What do you think about when observing a minute’s silence for remembrance?
Remembrance Day keeps alive the tradition of recalling The Great War – a tradition that started over 100 years ago when people recalled the guns falling silent after the First World War.
These days, it can evoke images of Chelsea Pensioners, or of older veterans moving slowly past the cenotaph in London.
For some, the question is not ‘what’ do you think about during the silence, but ‘who’ do you think about?
I try to personalise the millions of souls taken early from this life by service.
I spend that silent minute thinking of my good friend Captain Rob Carnegie, with whom I served.
Rob was full of energy, excitement and cheer – he was the very definition of exuberance.
At a time when the Army was still busy with operations in Iraq and Afghanistan, Rob died on exercise, on snow-covered mountains in Wales in 2013.
It was striking at his funeral that his family did not blame the Army for Rob’s death.
They knew that he loved serving and lived by the adage: "train hard, fight easy".
But I do still find it sad that he was taken from us prematurely.
Rob used to challenge me about the threat posed by the governments of countries that do not enjoy our democratic freedoms.
Back then – almost 20 years ago – I was sceptical and jested with him that he was paranoid.

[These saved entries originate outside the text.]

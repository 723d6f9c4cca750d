//! Persistence traits.
//!
//! Both traits return boxed futures instead of using `async fn` so they can be
//! used as trait objects (`Arc<dyn TicketStore>`).

use crate::error::Result;
use crate::lifecycle::TicketCommand;
use crate::message::{Message, NewMessage};
use crate::notifier::EventKind;
use crate::ticket::{NewTicket, Protocol, Ticket};
use crate::user::{NewUser, User, UserId};
use chrono::{DateTime, Utc};
use std::future::Future;
use std::pin::Pin;

/// Boxed, `Send` future returned by the provider traits.
pub type BoxFuture<'a, T> = Pin<Box<dyn Future<Output = T> + Send + 'a>>;

/// Outcome of a transactional [`TicketStore::apply`].
#[derive(Debug, Clone, PartialEq, Eq)]
pub struct Applied {
    /// The ticket as committed.
    pub ticket: Ticket,
    /// Messages written by this transaction, in insertion order.
    pub messages: Vec<Message>,
    /// Notifications to dispatch now that the transaction has committed.
    pub notifications: Vec<EventKind>,
}

impl Applied {
    /// Returns `true` if the transaction wrote anything.
    #[must_use]
    pub fn changed(&self) -> bool {
        !self.messages.is_empty()
    }
}

/// Durable storage of tickets and their messages.
///
/// # Consistency
///
/// - A read issued after a write has returned observes that write.
/// - [`apply`](Self::apply) is atomic and serialized per ticket.
/// - Messages of a ticket are returned ordered by `(sent_at, id)` and
///   `sent_at` never decreases within a ticket.
pub trait TicketStore: Send + Sync {
    /// Insert a new ticket.
    ///
    /// # Errors
    ///
    /// - [`HelpdeskError::Conflict`](crate::HelpdeskError::Conflict) if the protocol is taken
    /// - [`HelpdeskError::Database`](crate::HelpdeskError::Database) on storage failure
    fn insert_ticket(&self, ticket: NewTicket) -> BoxFuture<'_, Result<Ticket>>;

    /// Look a ticket up by protocol.
    ///
    /// # Errors
    ///
    /// Returns [`HelpdeskError::Database`](crate::HelpdeskError::Database) on storage failure.
    fn find_ticket<'a>(&'a self, protocol: &'a Protocol) -> BoxFuture<'a, Result<Option<Ticket>>>;

    /// All tickets, newest first.
    ///
    /// # Errors
    ///
    /// Returns [`HelpdeskError::Database`](crate::HelpdeskError::Database) on storage failure.
    fn list_tickets(&self) -> BoxFuture<'_, Result<Vec<Ticket>>>;

    /// Run `command` through the ticket state machine while holding the
    /// ticket's lock, and commit every resulting write in one transaction.
    ///
    /// # Errors
    ///
    /// - [`HelpdeskError::NotFound`](crate::HelpdeskError::NotFound) if the ticket does not exist
    /// - [`HelpdeskError::Database`](crate::HelpdeskError::Database) on storage failure (nothing is committed)
    fn apply<'a>(
        &'a self,
        protocol: &'a Protocol,
        command: TicketCommand,
        now: DateTime<Utc>,
    ) -> BoxFuture<'a, Result<Applied>>;

    /// Append a single message to a ticket's log.
    ///
    /// # Errors
    ///
    /// - [`HelpdeskError::NotFound`](crate::HelpdeskError::NotFound) if the ticket does not exist
    /// - [`HelpdeskError::Database`](crate::HelpdeskError::Database) on storage failure
    fn append_message(&self, message: NewMessage) -> BoxFuture<'_, Result<Message>>;

    /// A ticket's messages in display order.
    ///
    /// # Errors
    ///
    /// Returns [`HelpdeskError::Database`](crate::HelpdeskError::Database) on storage failure.
    fn messages<'a>(&'a self, protocol: &'a Protocol) -> BoxFuture<'a, Result<Vec<Message>>>;
}

/// Storage of staff accounts.
pub trait UserRepository: Send + Sync {
    /// Insert a new user.
    ///
    /// # Errors
    ///
    /// - [`HelpdeskError::Conflict`](crate::HelpdeskError::Conflict) if the email is taken
    /// - [`HelpdeskError::Database`](crate::HelpdeskError::Database) on storage failure
    fn create_user(&self, user: NewUser) -> BoxFuture<'_, Result<User>>;

    /// Look a user up by email.
    ///
    /// # Errors
    ///
    /// Returns [`HelpdeskError::Database`](crate::HelpdeskError::Database) on storage failure.
    fn find_by_email<'a>(&'a self, email: &'a str) -> BoxFuture<'a, Result<Option<User>>>;

    /// Look a user up by id.
    ///
    /// # Errors
    ///
    /// Returns [`HelpdeskError::Database`](crate::HelpdeskError::Database) on storage failure.
    fn find_by_id(&self, id: UserId) -> BoxFuture<'_, Result<Option<User>>>;
}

Rob used to see Russia as a serious threat - when few of us did – before the Russian invasions of Georgia and Ukraine.
I am saddened that I can’t have conversations with him now, about how he was right – and how Russia has moved aggressively against its neighbours in ways that Rob anticipated.
With the US going to the polls this week, I anticipate the result with hope - and a little concern for the UK and Europe.
Yet I am glad that Americans can exercise their democratic rights, in a way that Putin and others in the Kremlin would seek to deny for Ukrainians and others in the former Soviet Union.
I know that many people in East Devon will have a friend or a relative who they will remember this Remembrance Day.
Whether you do, or whether you remember sacrifices borne by our forebears more broadly, we can at least be glad that we live in a democracy, where our freedoms have been hard-won by the men and women who lived before us.